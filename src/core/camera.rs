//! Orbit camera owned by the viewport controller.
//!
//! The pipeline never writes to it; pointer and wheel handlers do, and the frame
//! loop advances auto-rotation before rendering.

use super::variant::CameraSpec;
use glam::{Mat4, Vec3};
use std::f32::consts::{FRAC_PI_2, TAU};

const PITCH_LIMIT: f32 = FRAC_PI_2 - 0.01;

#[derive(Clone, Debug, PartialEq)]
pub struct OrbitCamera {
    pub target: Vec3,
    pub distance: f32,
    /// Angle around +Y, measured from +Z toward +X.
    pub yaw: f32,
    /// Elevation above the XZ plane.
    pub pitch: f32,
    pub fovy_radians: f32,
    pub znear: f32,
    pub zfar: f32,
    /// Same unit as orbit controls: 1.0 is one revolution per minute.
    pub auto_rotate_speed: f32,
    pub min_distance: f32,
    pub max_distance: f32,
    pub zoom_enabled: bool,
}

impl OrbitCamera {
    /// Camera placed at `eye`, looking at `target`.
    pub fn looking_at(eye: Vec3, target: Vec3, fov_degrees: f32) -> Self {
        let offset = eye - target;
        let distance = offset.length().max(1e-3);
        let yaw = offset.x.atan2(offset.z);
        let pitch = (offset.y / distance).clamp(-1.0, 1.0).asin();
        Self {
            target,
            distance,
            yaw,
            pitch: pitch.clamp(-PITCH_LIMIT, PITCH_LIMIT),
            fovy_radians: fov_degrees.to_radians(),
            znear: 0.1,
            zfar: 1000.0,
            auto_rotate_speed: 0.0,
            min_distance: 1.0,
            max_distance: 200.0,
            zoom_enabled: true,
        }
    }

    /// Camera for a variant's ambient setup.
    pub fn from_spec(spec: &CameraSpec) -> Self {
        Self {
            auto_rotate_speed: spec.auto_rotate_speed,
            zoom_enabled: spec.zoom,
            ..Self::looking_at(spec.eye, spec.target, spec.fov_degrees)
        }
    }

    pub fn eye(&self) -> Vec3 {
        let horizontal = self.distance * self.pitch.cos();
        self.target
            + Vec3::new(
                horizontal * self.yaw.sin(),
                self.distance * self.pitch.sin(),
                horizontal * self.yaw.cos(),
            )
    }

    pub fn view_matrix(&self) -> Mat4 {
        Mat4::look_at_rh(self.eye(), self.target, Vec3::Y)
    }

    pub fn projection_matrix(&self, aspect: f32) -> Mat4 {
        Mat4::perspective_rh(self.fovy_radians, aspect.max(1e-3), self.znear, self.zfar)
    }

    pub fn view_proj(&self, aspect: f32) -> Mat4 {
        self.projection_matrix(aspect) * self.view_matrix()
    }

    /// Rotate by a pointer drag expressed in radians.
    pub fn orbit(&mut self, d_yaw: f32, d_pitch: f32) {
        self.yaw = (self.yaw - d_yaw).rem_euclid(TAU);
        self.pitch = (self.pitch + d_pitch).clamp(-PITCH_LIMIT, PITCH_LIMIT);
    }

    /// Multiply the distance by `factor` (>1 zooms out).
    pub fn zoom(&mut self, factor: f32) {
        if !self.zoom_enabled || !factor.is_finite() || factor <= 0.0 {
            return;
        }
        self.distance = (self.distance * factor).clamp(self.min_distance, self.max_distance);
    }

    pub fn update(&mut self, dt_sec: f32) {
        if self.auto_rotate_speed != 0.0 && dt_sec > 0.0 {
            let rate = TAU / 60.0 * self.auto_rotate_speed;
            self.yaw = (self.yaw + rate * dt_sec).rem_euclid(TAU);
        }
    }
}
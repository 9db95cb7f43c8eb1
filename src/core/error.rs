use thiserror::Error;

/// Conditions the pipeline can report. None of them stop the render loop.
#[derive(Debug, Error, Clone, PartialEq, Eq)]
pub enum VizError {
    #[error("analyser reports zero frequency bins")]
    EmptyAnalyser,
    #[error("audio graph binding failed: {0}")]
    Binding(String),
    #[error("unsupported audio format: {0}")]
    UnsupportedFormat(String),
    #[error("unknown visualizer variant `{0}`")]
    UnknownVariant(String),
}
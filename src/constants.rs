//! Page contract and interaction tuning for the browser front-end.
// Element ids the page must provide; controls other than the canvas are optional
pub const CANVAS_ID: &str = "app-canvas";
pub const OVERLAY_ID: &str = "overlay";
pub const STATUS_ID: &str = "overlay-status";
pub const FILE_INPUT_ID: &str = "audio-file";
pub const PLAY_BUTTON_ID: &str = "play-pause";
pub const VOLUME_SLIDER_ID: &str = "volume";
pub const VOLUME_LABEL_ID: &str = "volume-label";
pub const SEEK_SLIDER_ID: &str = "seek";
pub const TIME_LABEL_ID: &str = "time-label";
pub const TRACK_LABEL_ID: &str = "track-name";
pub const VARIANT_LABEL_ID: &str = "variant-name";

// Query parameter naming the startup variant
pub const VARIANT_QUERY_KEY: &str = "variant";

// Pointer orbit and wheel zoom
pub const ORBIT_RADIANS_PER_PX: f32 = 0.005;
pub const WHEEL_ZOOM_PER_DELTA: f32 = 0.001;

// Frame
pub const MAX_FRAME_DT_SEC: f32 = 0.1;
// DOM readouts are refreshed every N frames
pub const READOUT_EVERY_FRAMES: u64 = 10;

☆ ☆ ☆ ☆ ☆ ☆ ☆

◆ **Work to be completed**
Word for word, restate the lines of the data above that fall between the line holding "the viewport controller." and the line holding "#[derive(Clone, Debug, PartialEq)]", inclusive, and no other lines.

◆ **Output below**
//! Orbit camera owned by the viewport controller.
//!
//! The pipeline never writes to it; pointer and wheel handlers do, and the frame
//! loop advances auto-rotation before rendering.

use super::variant::CameraSpec;
use glam::{Mat4, Vec3};
use std::f32::consts::{FRAC_PI_2, TAU};

const PITCH_LIMIT: f32 = FRAC_PI_2 - 0.01;

#[derive(Clone, Debug, PartialEq)]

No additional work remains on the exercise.